[Stored data]
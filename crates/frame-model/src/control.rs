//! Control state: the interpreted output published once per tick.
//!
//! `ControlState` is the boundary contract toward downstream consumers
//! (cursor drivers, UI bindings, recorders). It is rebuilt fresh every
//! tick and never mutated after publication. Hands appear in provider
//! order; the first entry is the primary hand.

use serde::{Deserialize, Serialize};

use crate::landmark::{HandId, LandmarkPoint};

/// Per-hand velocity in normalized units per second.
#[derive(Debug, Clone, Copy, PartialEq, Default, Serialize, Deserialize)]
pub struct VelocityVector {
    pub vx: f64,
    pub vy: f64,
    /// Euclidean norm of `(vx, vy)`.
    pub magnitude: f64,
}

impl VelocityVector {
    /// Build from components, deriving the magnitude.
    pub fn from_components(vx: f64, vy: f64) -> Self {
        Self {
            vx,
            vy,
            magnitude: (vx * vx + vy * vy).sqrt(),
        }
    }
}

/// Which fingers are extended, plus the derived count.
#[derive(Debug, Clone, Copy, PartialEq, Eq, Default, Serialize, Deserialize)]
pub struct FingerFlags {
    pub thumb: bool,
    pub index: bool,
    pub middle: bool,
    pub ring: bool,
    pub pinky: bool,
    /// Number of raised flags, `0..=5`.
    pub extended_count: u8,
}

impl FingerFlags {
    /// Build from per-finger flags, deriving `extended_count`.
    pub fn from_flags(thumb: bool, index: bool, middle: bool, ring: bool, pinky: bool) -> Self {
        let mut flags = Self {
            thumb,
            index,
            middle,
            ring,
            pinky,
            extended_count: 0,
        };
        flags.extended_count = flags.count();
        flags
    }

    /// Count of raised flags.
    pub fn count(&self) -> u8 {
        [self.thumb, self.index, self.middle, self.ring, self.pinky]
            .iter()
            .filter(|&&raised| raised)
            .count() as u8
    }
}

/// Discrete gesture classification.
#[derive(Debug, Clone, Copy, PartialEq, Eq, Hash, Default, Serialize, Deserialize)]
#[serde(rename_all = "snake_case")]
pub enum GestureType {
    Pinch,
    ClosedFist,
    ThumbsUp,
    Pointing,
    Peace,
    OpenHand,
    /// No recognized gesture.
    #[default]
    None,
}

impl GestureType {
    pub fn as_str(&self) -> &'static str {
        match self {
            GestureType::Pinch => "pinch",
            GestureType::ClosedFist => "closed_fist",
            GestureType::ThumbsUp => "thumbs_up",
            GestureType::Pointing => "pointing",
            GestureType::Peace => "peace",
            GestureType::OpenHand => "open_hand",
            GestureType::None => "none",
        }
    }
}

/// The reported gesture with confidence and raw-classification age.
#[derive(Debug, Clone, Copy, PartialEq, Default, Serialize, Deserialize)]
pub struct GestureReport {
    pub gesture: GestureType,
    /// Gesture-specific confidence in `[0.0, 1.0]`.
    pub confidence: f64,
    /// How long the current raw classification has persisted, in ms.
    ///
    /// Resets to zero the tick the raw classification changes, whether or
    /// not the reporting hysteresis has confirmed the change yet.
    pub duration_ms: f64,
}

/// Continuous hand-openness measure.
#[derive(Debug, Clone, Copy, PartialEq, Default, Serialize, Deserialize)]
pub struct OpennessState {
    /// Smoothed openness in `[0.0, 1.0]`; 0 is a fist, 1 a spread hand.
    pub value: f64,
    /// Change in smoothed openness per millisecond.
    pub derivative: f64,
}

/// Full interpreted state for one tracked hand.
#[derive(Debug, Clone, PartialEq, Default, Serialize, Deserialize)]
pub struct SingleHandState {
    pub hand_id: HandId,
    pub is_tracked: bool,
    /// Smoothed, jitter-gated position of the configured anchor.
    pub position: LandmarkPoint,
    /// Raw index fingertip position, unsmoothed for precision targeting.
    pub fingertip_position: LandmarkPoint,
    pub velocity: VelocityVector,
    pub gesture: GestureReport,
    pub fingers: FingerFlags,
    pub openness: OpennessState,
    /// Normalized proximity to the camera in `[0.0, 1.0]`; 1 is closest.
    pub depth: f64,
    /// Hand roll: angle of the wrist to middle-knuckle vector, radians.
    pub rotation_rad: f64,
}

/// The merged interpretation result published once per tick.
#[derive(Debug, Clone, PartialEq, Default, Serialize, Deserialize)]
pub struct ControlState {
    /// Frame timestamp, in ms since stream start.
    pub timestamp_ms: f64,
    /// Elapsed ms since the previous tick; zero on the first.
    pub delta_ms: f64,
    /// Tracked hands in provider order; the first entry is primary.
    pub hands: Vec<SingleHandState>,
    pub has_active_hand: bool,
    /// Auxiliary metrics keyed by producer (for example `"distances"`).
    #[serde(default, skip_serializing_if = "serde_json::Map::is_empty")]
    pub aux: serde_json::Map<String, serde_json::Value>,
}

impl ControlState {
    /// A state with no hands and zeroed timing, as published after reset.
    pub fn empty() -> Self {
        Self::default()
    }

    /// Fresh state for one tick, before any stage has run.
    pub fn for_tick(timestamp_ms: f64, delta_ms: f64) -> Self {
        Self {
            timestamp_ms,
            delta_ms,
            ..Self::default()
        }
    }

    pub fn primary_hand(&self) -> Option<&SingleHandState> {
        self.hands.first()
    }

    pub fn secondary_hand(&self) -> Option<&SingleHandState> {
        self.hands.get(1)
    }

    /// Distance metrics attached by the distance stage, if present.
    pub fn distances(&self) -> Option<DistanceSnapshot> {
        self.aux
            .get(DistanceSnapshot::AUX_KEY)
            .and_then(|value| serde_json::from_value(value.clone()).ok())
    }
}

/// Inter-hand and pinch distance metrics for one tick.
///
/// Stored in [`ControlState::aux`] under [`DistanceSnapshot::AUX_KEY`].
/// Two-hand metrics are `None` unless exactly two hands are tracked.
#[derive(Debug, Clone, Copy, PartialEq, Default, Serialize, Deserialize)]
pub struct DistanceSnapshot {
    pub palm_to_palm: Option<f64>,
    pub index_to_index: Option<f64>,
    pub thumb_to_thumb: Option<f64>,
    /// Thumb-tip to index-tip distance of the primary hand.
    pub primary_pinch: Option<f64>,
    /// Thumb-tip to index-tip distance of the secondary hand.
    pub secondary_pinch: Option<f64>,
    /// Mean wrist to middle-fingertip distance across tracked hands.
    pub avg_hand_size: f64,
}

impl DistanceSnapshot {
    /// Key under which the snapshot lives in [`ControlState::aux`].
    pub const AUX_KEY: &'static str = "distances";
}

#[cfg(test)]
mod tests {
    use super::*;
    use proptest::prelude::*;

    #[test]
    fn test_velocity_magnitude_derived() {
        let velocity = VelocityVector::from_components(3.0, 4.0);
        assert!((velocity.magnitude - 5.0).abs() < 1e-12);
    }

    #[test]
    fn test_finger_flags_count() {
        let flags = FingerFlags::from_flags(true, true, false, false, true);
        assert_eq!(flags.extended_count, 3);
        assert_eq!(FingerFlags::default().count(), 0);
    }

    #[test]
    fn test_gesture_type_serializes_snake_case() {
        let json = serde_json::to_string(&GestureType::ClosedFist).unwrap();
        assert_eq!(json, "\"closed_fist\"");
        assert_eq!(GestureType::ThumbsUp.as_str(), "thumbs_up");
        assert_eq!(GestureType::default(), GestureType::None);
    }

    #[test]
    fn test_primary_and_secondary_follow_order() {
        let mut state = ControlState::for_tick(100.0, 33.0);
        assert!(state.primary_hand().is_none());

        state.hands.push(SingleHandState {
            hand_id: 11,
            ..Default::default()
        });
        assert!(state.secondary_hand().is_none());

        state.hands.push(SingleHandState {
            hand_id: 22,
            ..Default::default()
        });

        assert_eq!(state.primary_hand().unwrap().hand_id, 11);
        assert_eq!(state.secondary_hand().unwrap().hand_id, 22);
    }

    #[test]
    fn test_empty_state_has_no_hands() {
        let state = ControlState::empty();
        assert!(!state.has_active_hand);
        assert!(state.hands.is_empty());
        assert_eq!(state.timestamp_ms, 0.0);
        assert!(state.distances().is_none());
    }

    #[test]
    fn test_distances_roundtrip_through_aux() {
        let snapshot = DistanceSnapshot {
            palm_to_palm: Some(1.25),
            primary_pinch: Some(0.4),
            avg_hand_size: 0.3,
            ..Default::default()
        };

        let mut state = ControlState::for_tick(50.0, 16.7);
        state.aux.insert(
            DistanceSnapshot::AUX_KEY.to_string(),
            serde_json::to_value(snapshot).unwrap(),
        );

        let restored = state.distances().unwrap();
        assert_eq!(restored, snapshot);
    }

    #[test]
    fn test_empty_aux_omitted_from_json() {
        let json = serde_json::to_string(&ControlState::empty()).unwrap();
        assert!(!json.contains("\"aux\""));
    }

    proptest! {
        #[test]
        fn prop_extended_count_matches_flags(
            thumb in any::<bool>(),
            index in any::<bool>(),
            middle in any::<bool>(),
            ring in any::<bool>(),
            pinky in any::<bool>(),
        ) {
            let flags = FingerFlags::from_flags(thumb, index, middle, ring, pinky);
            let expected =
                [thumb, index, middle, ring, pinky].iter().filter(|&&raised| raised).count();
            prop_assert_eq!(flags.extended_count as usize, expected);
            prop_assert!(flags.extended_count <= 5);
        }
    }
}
---
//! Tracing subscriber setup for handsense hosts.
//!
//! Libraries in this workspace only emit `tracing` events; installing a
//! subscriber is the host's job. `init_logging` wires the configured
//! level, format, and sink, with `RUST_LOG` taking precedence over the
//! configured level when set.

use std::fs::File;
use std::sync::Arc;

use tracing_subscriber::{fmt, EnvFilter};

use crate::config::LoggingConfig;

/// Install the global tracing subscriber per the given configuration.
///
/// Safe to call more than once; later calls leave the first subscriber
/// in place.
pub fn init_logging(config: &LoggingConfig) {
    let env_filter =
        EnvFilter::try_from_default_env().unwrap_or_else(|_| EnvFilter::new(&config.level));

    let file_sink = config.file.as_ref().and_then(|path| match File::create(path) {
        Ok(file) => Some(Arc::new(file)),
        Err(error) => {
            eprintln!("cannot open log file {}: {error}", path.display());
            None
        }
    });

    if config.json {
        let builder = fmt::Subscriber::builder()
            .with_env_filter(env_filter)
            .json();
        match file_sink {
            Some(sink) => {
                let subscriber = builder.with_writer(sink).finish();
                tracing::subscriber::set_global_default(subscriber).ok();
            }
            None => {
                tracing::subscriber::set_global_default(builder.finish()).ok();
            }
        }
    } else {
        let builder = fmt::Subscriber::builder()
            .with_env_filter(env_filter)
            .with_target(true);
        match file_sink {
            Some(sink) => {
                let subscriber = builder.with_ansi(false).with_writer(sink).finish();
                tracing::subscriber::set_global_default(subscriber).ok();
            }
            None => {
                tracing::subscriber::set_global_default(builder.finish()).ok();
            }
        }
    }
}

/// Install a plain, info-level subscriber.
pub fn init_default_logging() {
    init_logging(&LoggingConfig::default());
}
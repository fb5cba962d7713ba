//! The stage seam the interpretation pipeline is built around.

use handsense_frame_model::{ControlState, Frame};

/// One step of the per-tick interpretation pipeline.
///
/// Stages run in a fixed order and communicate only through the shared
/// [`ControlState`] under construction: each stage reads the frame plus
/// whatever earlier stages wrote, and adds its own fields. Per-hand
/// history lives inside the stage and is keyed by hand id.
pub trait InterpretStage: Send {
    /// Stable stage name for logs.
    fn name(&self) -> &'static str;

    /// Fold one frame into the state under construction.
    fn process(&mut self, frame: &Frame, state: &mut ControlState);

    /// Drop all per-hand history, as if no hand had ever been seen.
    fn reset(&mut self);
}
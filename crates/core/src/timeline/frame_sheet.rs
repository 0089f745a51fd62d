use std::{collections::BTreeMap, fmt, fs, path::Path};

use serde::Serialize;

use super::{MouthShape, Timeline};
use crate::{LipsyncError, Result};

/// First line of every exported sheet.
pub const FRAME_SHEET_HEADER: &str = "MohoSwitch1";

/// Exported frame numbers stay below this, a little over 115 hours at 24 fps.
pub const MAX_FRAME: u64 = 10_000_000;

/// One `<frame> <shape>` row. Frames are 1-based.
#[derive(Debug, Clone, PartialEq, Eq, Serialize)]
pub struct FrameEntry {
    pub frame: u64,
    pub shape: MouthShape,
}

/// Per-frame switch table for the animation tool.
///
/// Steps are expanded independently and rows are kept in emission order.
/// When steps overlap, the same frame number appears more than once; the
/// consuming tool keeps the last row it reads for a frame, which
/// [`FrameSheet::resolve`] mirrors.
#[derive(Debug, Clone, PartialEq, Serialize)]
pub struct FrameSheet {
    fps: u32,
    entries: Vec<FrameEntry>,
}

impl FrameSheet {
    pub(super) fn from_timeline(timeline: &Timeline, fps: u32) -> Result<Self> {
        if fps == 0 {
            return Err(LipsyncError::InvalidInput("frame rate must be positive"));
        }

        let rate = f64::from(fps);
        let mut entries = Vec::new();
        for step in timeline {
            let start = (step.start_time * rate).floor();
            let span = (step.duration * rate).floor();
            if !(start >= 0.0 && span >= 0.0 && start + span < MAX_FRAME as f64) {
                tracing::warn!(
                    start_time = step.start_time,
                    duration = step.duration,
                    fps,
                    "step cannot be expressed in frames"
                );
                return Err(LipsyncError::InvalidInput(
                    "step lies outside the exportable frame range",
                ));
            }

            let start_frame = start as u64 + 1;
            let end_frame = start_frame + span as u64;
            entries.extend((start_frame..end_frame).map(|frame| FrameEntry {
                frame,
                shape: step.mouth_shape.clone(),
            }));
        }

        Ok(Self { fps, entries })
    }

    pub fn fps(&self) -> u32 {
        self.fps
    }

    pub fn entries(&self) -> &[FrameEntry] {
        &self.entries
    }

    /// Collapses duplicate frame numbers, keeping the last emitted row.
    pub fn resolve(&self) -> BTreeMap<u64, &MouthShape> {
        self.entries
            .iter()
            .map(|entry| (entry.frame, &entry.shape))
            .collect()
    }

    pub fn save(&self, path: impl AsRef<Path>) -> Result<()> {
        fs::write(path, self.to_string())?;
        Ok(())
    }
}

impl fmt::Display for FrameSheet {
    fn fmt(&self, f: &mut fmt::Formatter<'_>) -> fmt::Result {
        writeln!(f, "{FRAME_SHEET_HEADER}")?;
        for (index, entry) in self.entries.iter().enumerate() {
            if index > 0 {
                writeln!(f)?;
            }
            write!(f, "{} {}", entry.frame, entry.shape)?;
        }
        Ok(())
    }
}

- **Exercise description**:
Lines in the data that include the word "BTreeMap" should all be copied.

- **Result**:
use std::{collections::BTreeMap, fmt, fs, path::Path};
    pub fn resolve(&self) -> BTreeMap<u64, &MouthShape> {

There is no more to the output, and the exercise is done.